This routine involves superset pairs, which you can substitute for your current biceps plan.
Superset Biceps Workout
The plan is simple: it’s a six-move workout made up of three supersets. Do the moves in order, sticking to the sets, reps, tempo and rest periods.
Do it twice a week for four weeks, aiming to increase the weights you’re lifting every second session. This will consistently keep your biceps muscles out of their comfort zone and expose them to an ever-increasing workload, which is the key to impressive muscle mass gains.
The best bit – aside from building bigger biceps – is that you simply incorporate this into your existing programme. To avoid overtaxing the muscles, drop any biceps moves you’re already doing and replace them with pressing moves that work the chest, triceps and shoulders to help keep your body balanced.
How To Get The Most Out Of This Workout
Move through a full range Moving your muscles through the full range of motion will engage the maximum number of muscle fibres, which is the key to faster growth. And avoid swinging the weights up using momentum – cheat reps will hinder, not help, your gains.
Squeeze at the top of the move At the top of every rep (when your hands are closest to your chin), squeeze your biceps as hard as possible for one second. This will fire up extra muscle fibres to hold the weight steady and increase blood flow for a muscle-building pump.
Stretch at the bottom At the bottom of every rep (when you arms are fully straight), stretch your triceps as hard as possible for one second. This will help ensure you go through a full range of motion, as well as removing any momentum from your reps.
Use Your Mind To Build Muscle
The three mental workout rules to follow to accelerate your progress
- Visualise the move Thinking about how your biceps are contracting to move the weight will build quicker neural pathways between your brain and biceps. The faster they fire, the faster you grow.
- Count the tempo Sticking to the detailed tempo will expose your biceps to more tension. Counting the two-second lowering part – in your head, ideally – will make sure you don’t rush your reps.
- Go high to low Counting down your reps will help you push through hard sets because you know the end is in sight. Counting up, especially for long sets, makes it harder to stay motivated.

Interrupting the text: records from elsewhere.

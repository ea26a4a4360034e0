pub mod credential_store;
pub mod error;
pub mod stores;
pub mod timeout;
pub mod typed;

pub use credential_store::{CasOutcome, CredentialStore, StoredEntry};
pub use error::{Result, StoreError};
pub use stores::memory_store::MemoryStore;
pub use stores::sqlite_store::SqliteStore;
pub use timeout::with_timeout;
pub use typed::{Versioned, cas_json, get_json};
use crate::{CasOutcome, CredentialStore, Result as StoreResult, StoredEntry};

use std::path::Path;
use std::time::Duration;

use async_trait::async_trait;
use chrono::{DateTime, TimeZone, Utc};
use log::{debug, info};
use sqlx::SqlitePool;
use sqlx::sqlite::{SqliteConnectOptions, SqliteJournalMode, SqlitePoolOptions, SqliteSynchronous};

const DEFAULT_MAX_CONNECTIONS: u32 = 10;
const BUSY_TIMEOUT_SECS: u64 = 5;

/// SQLite-backed credential store.
///
/// Each compare-and-swap runs in one write transaction that draws the next
/// version from `credential_version_seq` and applies a conditional write, so
/// several processes sharing one database file still see exactly one winner
/// per version, and versions are never reused across purges.
#[derive(Clone)]
pub struct SqliteStore {
    pool: SqlitePool,
}

impl SqliteStore {
    pub fn new(pool: SqlitePool) -> Self {
        Self { pool }
    }

    /// Open (creating if needed) the database at `path` and apply migrations.
    pub async fn connect(path: &Path) -> StoreResult<Self> {
        info!("Opening credential store: {}", path.display());

        let pool = SqlitePoolOptions::new()
            .max_connections(DEFAULT_MAX_CONNECTIONS)
            .connect_with(
                SqliteConnectOptions::new()
                    .filename(path)
                    .create_if_missing(true)
                    .journal_mode(SqliteJournalMode::Wal)
                    .synchronous(SqliteSynchronous::Normal)
                    .busy_timeout(Duration::from_secs(BUSY_TIMEOUT_SECS)),
            )
            .await?;

        let store = Self::new(pool);
        store.migrate().await?;
        Ok(store)
    }

    /// Single-connection in-memory database, mainly for tests.
    pub async fn in_memory() -> StoreResult<Self> {
        let pool = SqlitePoolOptions::new()
            .max_connections(1) // In-memory needs single connection
            .connect_with(
                SqliteConnectOptions::new()
                    .filename(":memory:")
                    .create_if_missing(true),
            )
            .await?;

        let store = Self::new(pool);
        store.migrate().await?;
        Ok(store)
    }

    pub async fn migrate(&self) -> StoreResult<()> {
        sqlx::migrate!("./migrations").run(&self.pool).await?;
        Ok(())
    }

    pub fn pool(&self) -> &SqlitePool {
        &self.pool
    }
}

fn to_millis(at: Option<DateTime<Utc>>) -> Option<i64> {
    at.map(|at| at.timestamp_millis())
}

fn from_millis(millis: Option<i64>) -> Option<DateTime<Utc>> {
    millis.and_then(|ms| Utc.timestamp_millis_opt(ms).single())
}

#[async_trait]
impl CredentialStore for SqliteStore {
    async fn get(&self, key: &str) -> StoreResult<Option<StoredEntry>> {
        let now = Utc::now().timestamp_millis();

        let row: Option<(String, i64, Option<i64>)> = sqlx::query_as(
            r#"
              SELECT value, version, expires_at
              FROM credential_entries
              WHERE key = ? AND (expires_at IS NULL OR expires_at > ?)
              "#,
        )
        .bind(key)
        .bind(now)
        .fetch_optional(&self.pool)
        .await?;

        Ok(row.map(|(value, version, expires_at)| StoredEntry {
            value,
            version: version as u64,
            expires_at: from_millis(expires_at),
        }))
    }

    async fn compare_and_swap(
        &self,
        key: &str,
        expected_version: Option<u64>,
        value: String,
        expires_at: Option<DateTime<Utc>>,
    ) -> StoreResult<CasOutcome> {
        let now = Utc::now().timestamp_millis();
        let expires_at = to_millis(expires_at);

        let mut tx = self.pool.begin().await?;

        // First statement writes, so the transaction holds the write lock
        // from here until commit or rollback.
        let version: i64 = sqlx::query_scalar(
            r#"
              UPDATE credential_version_seq
              SET last_version = last_version + 1
              WHERE id = 1
              RETURNING last_version
              "#,
        )
        .fetch_one(&mut *tx)
        .await?;

        let written: Option<i64> = match expected_version {
            // Insert, or take over a row whose entry has already expired.
            None => {
                sqlx::query_scalar(
                    r#"
                      INSERT INTO credential_entries (key, value, version, expires_at)
                      VALUES (?, ?, ?, ?)
                      ON CONFLICT(key) DO UPDATE SET
                          value = excluded.value,
                          version = excluded.version,
                          expires_at = excluded.expires_at
                      WHERE credential_entries.expires_at IS NOT NULL
                        AND credential_entries.expires_at <= ?
                      RETURNING version
                      "#,
                )
                .bind(key)
                .bind(&value)
                .bind(version)
                .bind(expires_at)
                .bind(now)
                .fetch_optional(&mut *tx)
                .await?
            }
            Some(expected) => {
                sqlx::query_scalar(
                    r#"
                      UPDATE credential_entries
                      SET value = ?, version = ?, expires_at = ?
                      WHERE key = ?
                        AND version = ?
                        AND (expires_at IS NULL OR expires_at > ?)
                      RETURNING version
                      "#,
                )
                .bind(&value)
                .bind(version)
                .bind(expires_at)
                .bind(key)
                .bind(expected as i64)
                .bind(now)
                .fetch_optional(&mut *tx)
                .await?
            }
        };

        match written {
            Some(version) => {
                tx.commit().await?;
                Ok(CasOutcome::Swapped {
                    version: version as u64,
                })
            }
            None => {
                tx.rollback().await?;
                Ok(CasOutcome::Conflict)
            }
        }
    }

    async fn delete(&self, key: &str) -> StoreResult<bool> {
        let result = sqlx::query("DELETE FROM credential_entries WHERE key = ?")
            .bind(key)
            .execute(&self.pool)
            .await?;

        Ok(result.rows_affected() > 0)
    }

    async fn purge_expired(&self, now: DateTime<Utc>) -> StoreResult<u64> {
        let result = sqlx::query(
            "DELETE FROM credential_entries WHERE expires_at IS NOT NULL AND expires_at <= ?",
        )
        .bind(now.timestamp_millis())
        .execute(&self.pool)
        .await?;

        let removed = result.rows_affected();
        if removed > 0 {
            debug!("Purged {removed} expired entries from sqlite store");
        }

        Ok(removed)
    }

    async fn ping(&self) -> StoreResult<()> {
        sqlx::query("SELECT 1").execute(&self.pool).await?;
        Ok(())
    }

    fn backend_name(&self) -> &'static str {
        "sqlite"
    }
}
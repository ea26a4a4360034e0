use crate::session_authority::contention;
use crate::{AuthError, AuthMetrics, RateDecision, Result as AuthErrorResult, store_keys};

use std::sync::Arc;
use std::time::Duration;

use chrono::{DateTime, TimeZone, Utc};
use tg_core::RateWindow;
use tg_store::{CasOutcome, CredentialStore, cas_json, get_json, with_timeout};

const DEFAULT_MAX_ATTEMPTS: u32 = 8;

/// Sliding-log admission control over the credential store.
///
/// Each key owns one `RateWindow` entry. A check reads the window, prunes it,
/// and writes back the new hit with a compare-and-swap; a lost race re-reads
/// and tries again, so two concurrent checks can never both take the last
/// slot. Denials write nothing. Entries expire once their newest hit has left
/// the window, which keeps memory bounded by the number of active keys.
pub struct AdmissionRateLimiter {
    store: Arc<dyn CredentialStore>,
    store_timeout: Duration,
    max_attempts: u32,
    metrics: AuthMetrics,
}

impl AdmissionRateLimiter {
    pub fn new(store: Arc<dyn CredentialStore>, store_timeout: Duration) -> Self {
        Self {
            store,
            store_timeout,
            max_attempts: DEFAULT_MAX_ATTEMPTS,
            metrics: AuthMetrics::new(),
        }
    }

    pub fn with_max_attempts(mut self, max_attempts: u32) -> Self {
        self.max_attempts = max_attempts.max(1);
        self
    }

    pub async fn check(
        &self,
        key: &str,
        limit: u32,
        window: Duration,
    ) -> AuthErrorResult<RateDecision> {
        self.check_at(key, limit, window, Utc::now()).await
    }

    pub(crate) async fn check_at(
        &self,
        key: &str,
        limit: u32,
        window: Duration,
        now: DateTime<Utc>,
    ) -> AuthErrorResult<RateDecision> {
        if limit == 0 {
            return Err(AuthError::configuration(format!(
                "rate limit for '{key}' must be at least 1"
            )));
        }

        let store_key = store_keys::rate(key);
        let window_ms = i64::try_from(window.as_millis())
            .unwrap_or(i64::MAX)
            .max(1);
        let now_ms = now.timestamp_millis();
        let mut attempts = 0;

        loop {
            attempts += 1;

            let current = with_timeout(
                self.store_timeout,
                "rate.load_window",
                get_json::<RateWindow>(self.store.as_ref(), &store_key),
            )
            .await
            .inspect_err(|_| self.metrics.store_error("rate.load_window"))?;

            let (mut rate_window, version) = match current {
                // Limit or window changed since the entry was written: start over.
                Some(found) if found.value.limit == limit && found.value.window_ms == window_ms => {
                    (found.value, Some(found.version))
                }
                Some(found) => (RateWindow::new(key, limit, window_ms), Some(found.version)),
                None => (RateWindow::new(key, limit, window_ms), None),
            };

            if !rate_window.try_admit(now_ms) {
                self.metrics.request_limited();
                log::debug!("Rate limit reached for '{}' ({} per {:?})", key, limit, window);
                return Ok(RateDecision {
                    allowed: false,
                    limit,
                    remaining: 0,
                    reset_at: millis_to_datetime(rate_window.reset_at_ms(now_ms)),
                });
            }

            let expires_at = rate_window.idle_after_ms().map(millis_to_datetime);

            let outcome = with_timeout(
                self.store_timeout,
                "rate.record_hit",
                cas_json(self.store.as_ref(), &store_key, version, &rate_window, expires_at),
            )
            .await
            .inspect_err(|_| self.metrics.store_error("rate.record_hit"))?;

            match outcome {
                CasOutcome::Swapped { .. } => {
                    self.metrics.request_admitted();
                    return Ok(RateDecision {
                        allowed: true,
                        limit,
                        remaining: rate_window.remaining(),
                        reset_at: millis_to_datetime(rate_window.reset_at_ms(now_ms)),
                    });
                }
                CasOutcome::Conflict if attempts >= self.max_attempts => {
                    log::warn!("Rate window '{}' contended for {} attempts", key, attempts);
                    return Err(contention(&store_key, attempts));
                }
                CasOutcome::Conflict => continue,
            }
        }
    }
}

fn millis_to_datetime(millis: i64) -> DateTime<Utc> {
    Utc.timestamp_millis_opt(millis)
        .single()
        .unwrap_or(DateTime::<Utc>::MAX_UTC)
}
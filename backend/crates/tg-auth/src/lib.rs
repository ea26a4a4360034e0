pub mod access_claims;
pub mod access_grant;
pub mod admission_rate_limiter;
pub mod authority_config;
pub mod credential_source;
pub mod error;
pub mod metrics;
pub mod rate_decision;
pub mod refresh_secret;
pub mod revocation_retry;
pub mod revoke_target;
pub mod session_authority;
pub mod token_codec;
pub mod token_pair;

mod store_keys;

pub use access_claims::AccessClaims;
pub use access_grant::AccessGrant;
pub use admission_rate_limiter::AdmissionRateLimiter;
pub use authority_config::AuthorityConfig;
pub use credential_source::{CredentialSource, DEFAULT_CREDENTIAL_SOURCES};
pub use error::{AuthError, AuthErrorKind, Result};
pub use metrics::AuthMetrics;
pub use rate_decision::RateDecision;
pub use revocation_retry::RevocationRetry;
pub use revoke_target::RevokeTarget;
pub use session_authority::SessionAuthority;
pub use token_codec::{EncodedAccessToken, TOKEN_ISSUER, TokenCodec};
pub use token_pair::TokenPair;

#[cfg(test)]
mod tests;
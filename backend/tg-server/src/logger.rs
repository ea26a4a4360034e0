use crate::error::{Result as ServerErrorResult, ServerError};

use std::fmt::Arguments;
use std::path::PathBuf;
use std::time::SystemTime;

use fern::colors::{Color, ColoredLevelConfig};
use fern::{Dispatch, FormatCallback};
use log::{Record, info};

// Dependencies that are chatty at debug level
const QUIET_TARGETS: [&str; 3] = ["sqlx", "hyper", "tower_http"];

/// Initialize the global fern logger.
///
/// # Arguments
/// * `log_level` - Log level filter
/// * `log_file` - Also append to this file (plain format)
/// * `colored` - Colored stdout output
///
/// Noisy dependency targets get `LogLevel::dependency_filter`.
pub fn initialize(
    log_level: tg_config::LogLevel,
    log_file: Option<PathBuf>,
    colored: bool,
) -> ServerErrorResult<()> {
    let level_filter = log_level.filter();

    let mut base = Dispatch::new().level(level_filter);
    for target in QUIET_TARGETS {
        base = base.level_for(target, log_level.dependency_filter());
    }

    let stdout = if colored {
        let colors = ColoredLevelConfig::new()
            .trace(Color::Magenta)
            .debug(Color::Blue)
            .info(Color::Green)
            .warn(Color::Yellow)
            .error(Color::Red);

        Dispatch::new()
            .format(move |out, message, record| {
                write_line(out, colors.color(record.level()), message, record)
            })
            .chain(std::io::stdout())
    } else {
        // systemd, docker logs
        Dispatch::new()
            .format(|out, message, record| write_line(out, record.level(), message, record))
            .chain(std::io::stdout())
    };
    base = base.chain(stdout);

    if let Some(ref log_path) = log_file {
        let file = fern::log_file(log_path).map_err(|e| ServerError::Logger {
            message: format!("Failed to open log file {}: {}", log_path.display(), e),
        })?;

        base = base.chain(
            Dispatch::new()
                .format(|out, message, record| write_line(out, record.level(), message, record))
                .chain(file),
        );
    }

    base.apply().map_err(|e| ServerError::Logger {
        message: format!("Failed to initialize logger: {e}"),
    })?;

    match log_file {
        Some(ref path) => info!(
            "Logger initialized: level={}, stdout + {}",
            log_level,
            path.display()
        ),
        None => info!("Logger initialized: level={}, stdout", log_level),
    }

    // tracing bridge; a second init is a no-op
    tracing_log::LogTracer::init().ok();

    Ok(())
}

fn write_line(
    out: FormatCallback,
    level: impl std::fmt::Display,
    message: &Arguments,
    record: &Record,
) {
    out.finish(format_args!(
        "[{date} - {level}] {message} [{file}:{line}]",
        date = humantime::format_rfc3339(SystemTime::now()),
        level = level,
        message = message,
        file = record.file().unwrap_or("unknown"),
        line = record.line().unwrap_or(0),
    ))
}
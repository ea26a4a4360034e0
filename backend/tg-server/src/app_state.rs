use crate::api::identity_handoff::{IdentityHandoff, SharedSecretHandoff};
use crate::error::Result as ServerErrorResult;

use std::sync::Arc;
use std::time::Duration;

use tg_auth::{
    AdmissionRateLimiter, AuthorityConfig, RevocationRetry, SessionAuthority, TokenCodec,
};
use tg_config::{Config, RateLimitConfig};
use tg_store::CredentialStore;

/// Boundary-level knobs the handlers and middleware read on every request.
#[derive(Debug, Clone)]
pub struct BoundarySettings {
    pub cookie_name: String,
    /// `Secure` attribute on the session cookie
    pub secure_cookies: bool,
    pub access_ttl: Duration,
    pub rate_limit: RateLimitConfig,
    /// Logout and admin revocation
    pub revocation_retry: RevocationRetry,
    pub store_timeout: Duration,
}

impl BoundarySettings {
    pub fn from_config(config: &Config) -> Self {
        Self {
            cookie_name: config.auth.cookie_name.clone(),
            secure_cookies: config.server.environment.is_production(),
            access_ttl: config.auth.access_ttl(),
            rate_limit: config.rate_limit.clone(),
            revocation_retry: RevocationRetry::from(&config.revocation_retry),
            store_timeout: config.store.timeout(),
        }
    }
}

/// Shared state for every route.
#[derive(Clone)]
pub struct AppState {
    pub authority: Arc<SessionAuthority>,
    pub limiter: Arc<AdmissionRateLimiter>,
    pub store: Arc<dyn CredentialStore>,
    pub handoff: Arc<dyn IdentityHandoff>,
    pub settings: Arc<BoundarySettings>,
}

impl AppState {
    /// Wire the authority, limiter and identity hand-off over one store.
    pub fn from_config(config: &Config, store: Arc<dyn CredentialStore>) -> ServerErrorResult<Self> {
        config.ensure_production_secrets()?;

        let codec = TokenCodec::new(config.auth.jwt_secret.as_bytes(), config.auth.leeway_secs)?;
        let authority_config = AuthorityConfig {
            access_ttl: config.auth.access_ttl(),
            refresh_ttl: config.auth.refresh_ttl(),
            store_timeout: config.store.timeout(),
            max_cas_attempts: config.store.max_cas_attempts,
        };
        let authority = SessionAuthority::new(store.clone(), codec, authority_config)?;
        let limiter = AdmissionRateLimiter::new(store.clone(), config.store.timeout())
            .with_max_attempts(config.store.max_cas_attempts);

        Ok(Self {
            authority: Arc::new(authority),
            limiter: Arc::new(limiter),
            store,
            handoff: Arc::new(SharedSecretHandoff::new(&config.auth.handoff_secret)),
            settings: Arc::new(BoundarySettings::from_config(config)),
        })
    }
}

Sets 3 Reps 12 Tempo 2111 Rest 0sec
Lie on an incline bench with a weight in each hand with palms facing forward. Curl the weights up, pause at the top, then lower back down under complete control.
1B Hammer curl
Sets 3 Reps 15 Tempo 2111 Rest 60sec
Using a lighter set of dumbbells than in exercise 1A, lie on the incline bench with palms facing each other. Curl them up, pause at the top, then lower under control. Squeeze your biceps at the top of the lift to work your muscles harder.
2A Preacher curl
Sets 3 Reps 10 Tempo 2111 Rest 0sec
Sit at a preacher bench holding an EZ-bar with an underhand grip. Curl the bar up to the top, pause and squeeze, then lower the bar slowly until your arms are fully straight.
2B Preacher reverse curl
Sets 3 Reps 10 Tempo 2111 Rest 60sec
With the same weight on the EZ-bar as in 2A, change your grip to a double-overhand hold. Curl the bar up, pause, then lower until your arms are fully straight.
3A Cable bar curl
Sets 3 Reps 15 Tempo 2111 Rest 0sec
Hold a straight bar that’s attached to the lower pulley. Keeping your elbows by your sides, curl the bar up, pause, then lower under control.
3B Cable hammer curl
Sets 3 Reps 15 Tempo 2111 Rest 60sec
Reduce the weight by a plate or two and switch cable attachments to a double-handed rope. Hold it with palms facing. Curl it up, pause, then lower under control.